Он решил, что всё расскажет Кротову. Серега – банкир, жмот и сквалыга, но он поймет, он друга не бросит, это не блядский Валерка, тихушечник, дедушка долбаный, примерный семьянин, мечта всех жен в округе. «А вот Валера! Вот если бы ты, как Валера...». Я что, виноват, что после абортов ты рожать не можешь? Надо было лечь в нормальную больницу, а не скоблиться на квартире, дура старая! Тогда была не старая, да и сейчас ничего, грудь никогда не рожавшей женщины, глупые бабы завидуют, мужики пялятся, и Валерка пялится, я видел, видел я на дне выпускников, как он за вырез заглядывал, у его-то «бабушки» титьки до пуза, не хрен жениться на одноклассницах, этих кандидатках в скороспелые старухи, мужик – он дольше сохраняется...
Лузгин махнул перед дежурным милиционером студийным удостоверением. «Дивертисмент – не вертись, мент!». Мог бы и не махать, знали в лицо, но соблюдал проформу.
Меньше всего на свете сейчас ему хотелось видеть Юрия Дмитриевича, и надо же: тут как тут. Одно успокаивало: одевался, мучиться недолго. Но успел-таки выдать пару ласковых и, что совсем было лишним, тянул за собой Кротова, а друг Серега был дико нужен Лузгину, и он окликнул его раз и два, но Кротов ничего, ничегошеньки не понял, махал на Лузгина рукой и говорил чудовищное: «Завтра, завтра!...». Какое завтра! Лузгин боялся показать, что выпивши, и за боязнью этой упустил Кротова насовсем. Друг Серега бросил его и ушел куда-то с омерзительным Юрием Дмитриевичем, а он остался в этом пустом мертвом кабинете, в этом чужом огромном доме с ментами у дверей, одна лишь польза: если рассказать милиционерам – они их не пустят или просто не скажут, где он прячется.

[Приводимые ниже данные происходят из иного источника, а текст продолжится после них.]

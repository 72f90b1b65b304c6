use std::collections::HashMap;
use std::io::Write as _;

use super::entry::{field, parse_u32, Entry};
use super::group::{Group, NO_GROUP};
use super::value::{EntryFlags, Level, CHANGE_FLAG_SET, CHANGE_FLAG_UNSET};
use crate::codec::unescape;
use crate::error::Result;
use crate::tool::GpgConfTool;

#[cfg(windows)]
const LINE_END: &str = "\r\n";
#[cfg(not(windows))]
const LINE_END: &str = "\n";

/// One configurable GnuPG program and its option groups.
#[derive(Debug, Clone)]
pub struct Component {
    name: String,
    description: String,
    groups: Vec<Group>,
    by_name: HashMap<String, usize>,
    loaded: bool,
}

impl Component {
    pub(crate) fn new(name: &str, description: &str) -> Component {
        Component {
            name: name.to_string(),
            description: description.to_string(),
            groups: Vec::new(),
            by_name: HashMap::new(),
            loaded: false,
        }
    }

    pub fn name(&self) -> &str {
        &self.name
    }

    pub fn description(&self) -> &str {
        &self.description
    }

    /// gpgconf has no icons; kept for callers that render one per component.
    pub fn icon_name(&self) -> &str {
        ""
    }

    /// Group names in the order gpgconf listed them. Groups without any
    /// visible option are not included.
    pub fn group_list(&self) -> Vec<&str> {
        self.groups.iter().map(Group::name).collect()
    }

    pub fn group(&self, name: &str) -> Option<&Group> {
        self.by_name.get(name).map(|&i| &self.groups[i])
    }

    pub fn group_mut(&mut self, name: &str) -> Option<&mut Group> {
        let i = *self.by_name.get(name)?;
        self.groups.get_mut(i)
    }

    pub fn groups(&self) -> impl Iterator<Item = &Group> {
        self.groups.iter()
    }

    /// First entry with this name, searching groups in listing order.
    pub fn entry(&self, name: &str) -> Option<&Entry> {
        self.groups.iter().find_map(|g| g.entry(name))
    }

    pub fn entry_mut(&mut self, name: &str) -> Option<&mut Entry> {
        let i = self.groups.iter().position(|g| g.entry(name).is_some())?;
        self.groups[i].entry_mut(name)
    }

    pub fn entries(&self) -> impl Iterator<Item = &Entry> {
        self.groups.iter().flat_map(Group::entries)
    }

    pub fn has_dirty_entries(&self) -> bool {
        self.entries().any(Entry::is_dirty)
    }

    pub(crate) fn is_loaded(&self) -> bool {
        self.loaded
    }

    /// List this component's options once. A failing gpgconf run leaves the
    /// component without groups; it is only logged.
    pub(crate) fn ensure_loaded<T: GpgConfTool + ?Sized>(&mut self, tool: &T) {
        if self.loaded {
            return;
        }
        self.loaded = true;
        match tool.list_options(&self.name) {
            Ok(output) => self.parse_options(&output),
            Err(e) => {
                tracing::warn!(
                    "running 'gpgconf --list-options {}' failed: {e}; run that command to see the real output",
                    self.name
                );
            }
        }
    }

    /// Build groups and entries from `--list-options` output.
    pub(crate) fn parse_options(&mut self, output: &str) {
        let mut current: Option<Group> = None;
        let mut count = 0usize;

        for raw in output.lines() {
            let line = raw.strip_suffix('\r').unwrap_or(raw);
            let fields: Vec<&str> = line.split(':').collect();
            // Shorter lines are diagnostics some components interleave, like
            // "dirmngr[31465]: error opening ...".
            if fields.len() < field::COUNT {
                continue;
            }

            let flags = EntryFlags::from_bits(parse_u32(fields[field::FLAGS]));
            let Some(level) = Level::from_wire(parse_u32(fields[field::LEVEL])) else {
                // invisible or internal
                continue;
            };

            if flags.is_group() {
                self.register_group(current.take());
                current = Some(Group::new(
                    &self.name,
                    fields[field::NAME],
                    &unescape(fields[field::DESCRIPTION], true),
                    level,
                ));
            } else {
                let group = current
                    .get_or_insert_with(|| Group::new(&self.name, NO_GROUP, "", Level::Basic));
                let entry = Entry::from_fields(group.path(), &fields);
                group.push_entry(entry);
                count += 1;
            }
        }
        self.register_group(current.take());

        tracing::debug!(
            "component '{}': {count} options in {} groups",
            self.name,
            self.groups.len()
        );
    }

    fn register_group(&mut self, group: Option<Group>) {
        let Some(group) = group else {
            return;
        };
        if group.is_empty() {
            tracing::debug!("discarding empty group '{}'", group.path());
            return;
        }
        if self.by_name.contains_key(group.name()) {
            tracing::warn!("duplicate group '{}', keeping the first", group.path());
            return;
        }
        self.by_name.insert(group.name().to_string(), self.groups.len());
        self.groups.push(group);
    }

    /// The `--change-options` input for every dirty entry, one
    /// `NAME:FLAG:VALUE` line each.
    pub fn change_request(&self) -> String {
        let mut out = String::new();
        for entry in self.entries().filter(|e| e.is_dirty()) {
            if entry.is_set() {
                out.push_str(&format!(
                    "{}:{CHANGE_FLAG_SET}:{}{LINE_END}",
                    entry.name(),
                    entry.output_string()
                ));
            } else {
                out.push_str(&format!("{}:{CHANGE_FLAG_UNSET}:{LINE_END}", entry.name()));
            }
        }
        out
    }

    /// Write all dirty entries back through gpgconf. Returns the number of
    /// entries written. On failure every dirty flag is left in place.
    pub(crate) fn sync<T: GpgConfTool + ?Sized>(&mut self, tool: &T, runtime: bool) -> Result<usize> {
        let written: Vec<(usize, String)> = self
            .groups
            .iter()
            .enumerate()
            .flat_map(|(gi, g)| {
                g.entries()
                    .filter(|e| e.is_dirty())
                    .map(move |e| (gi, e.name().to_string()))
            })
            .collect();
        if written.is_empty() {
            return Ok(0);
        }

        let mut file = tempfile::NamedTempFile::new()?;
        file.write_all(self.change_request().as_bytes())?;
        file.flush()?;

        if let Err(e) = tool.change_options(&self.name, runtime, file.path()) {
            tracing::warn!("{e}");
            return Err(e);
        }

        for (gi, name) in &written {
            if let Some(entry) = self.groups[*gi].entry_mut(name) {
                entry.mark_synced();
            }
        }
        tracing::debug!("component '{}': wrote {} options", self.name, written.len());
        Ok(written.len())
    }
}
mod component;
mod entry;
mod group;
mod value;

pub use self::component::Component;
pub use self::entry::Entry;
pub use self::group::{Group, NO_GROUP};
pub use self::value::{ArgType, ConfigValue, EntryFlags, Level};
mod cli;
mod config_gen;
mod dispatch;
mod table;

use clap::Parser;

use gpgcfg_core::config;

use cli::{Cli, Commands};
use config_gen::run_config_generate;
use dispatch::dispatch_command;

fn main() {
    let cli = Cli::parse();

    let filter = match cli.verbose {
        0 => "warn",
        1 => "info",
        2 => "debug",
        _ => "trace",
    };
    tracing_subscriber::fmt()
        .with_env_filter(filter)
        .with_target(false)
        .with_writer(std::io::stderr)
        .init();

    // `config` writes the settings file, so it must not need one
    if let Commands::Config { dest } = &cli.command {
        if let Err(e) = run_config_generate(dest.as_deref()) {
            eprintln!("Error: {e}");
            std::process::exit(1);
        }
        return;
    }

    let settings = match config::load_resolved(cli.config.as_deref()) {
        Ok((settings, source)) => {
            match source {
                Some(source) => tracing::info!("Using settings: {source}"),
                None => tracing::debug!("no settings file found, using defaults"),
            }
            settings
        }
        Err(e) => {
            eprintln!("Error: {e}");
            std::process::exit(1);
        }
    };

    tracing::debug!("running command '{}'", cli.command.name());
    if let Err(e) = dispatch_command(&cli.command, &settings) {
        eprintln!("Error: {e}");
        std::process::exit(1);
    }
}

В «буфетном» отсеке канцелярской «стенки» всегда была выпивка для посетителей. Ключ от «буфета» Кротов прятал в своем столе, но Лузгин знал, где он лежит – в среднем ящике, в жестяной коробке из-под сигар «Упманн». Ящик был тоже заперт на соответствующий ключ, но тщетная предосторожность – у Лузгина был точно такой же стол с такими же замками.
Он уселся в кротовское кресло, достал свой ключ и отпер замок ящика. Коробка из-под «Упманна» лежала справа, он подцепил ноггем плоскую крышку и заглянул внутрь. Вот он, голубчик, рядом с шикарной зажигалкой «Ронсон», пачкой презервативов с апельсиновым вкусом, значками «Отличник Советской Армии» и «Народный депутат РСФСР» – где взял, собака, – двумя микрокассетами от диктофона и ключом от лузгинской части общего сейфа. «Ага», – сказал Лузгин, взял ключ и пошел открывать.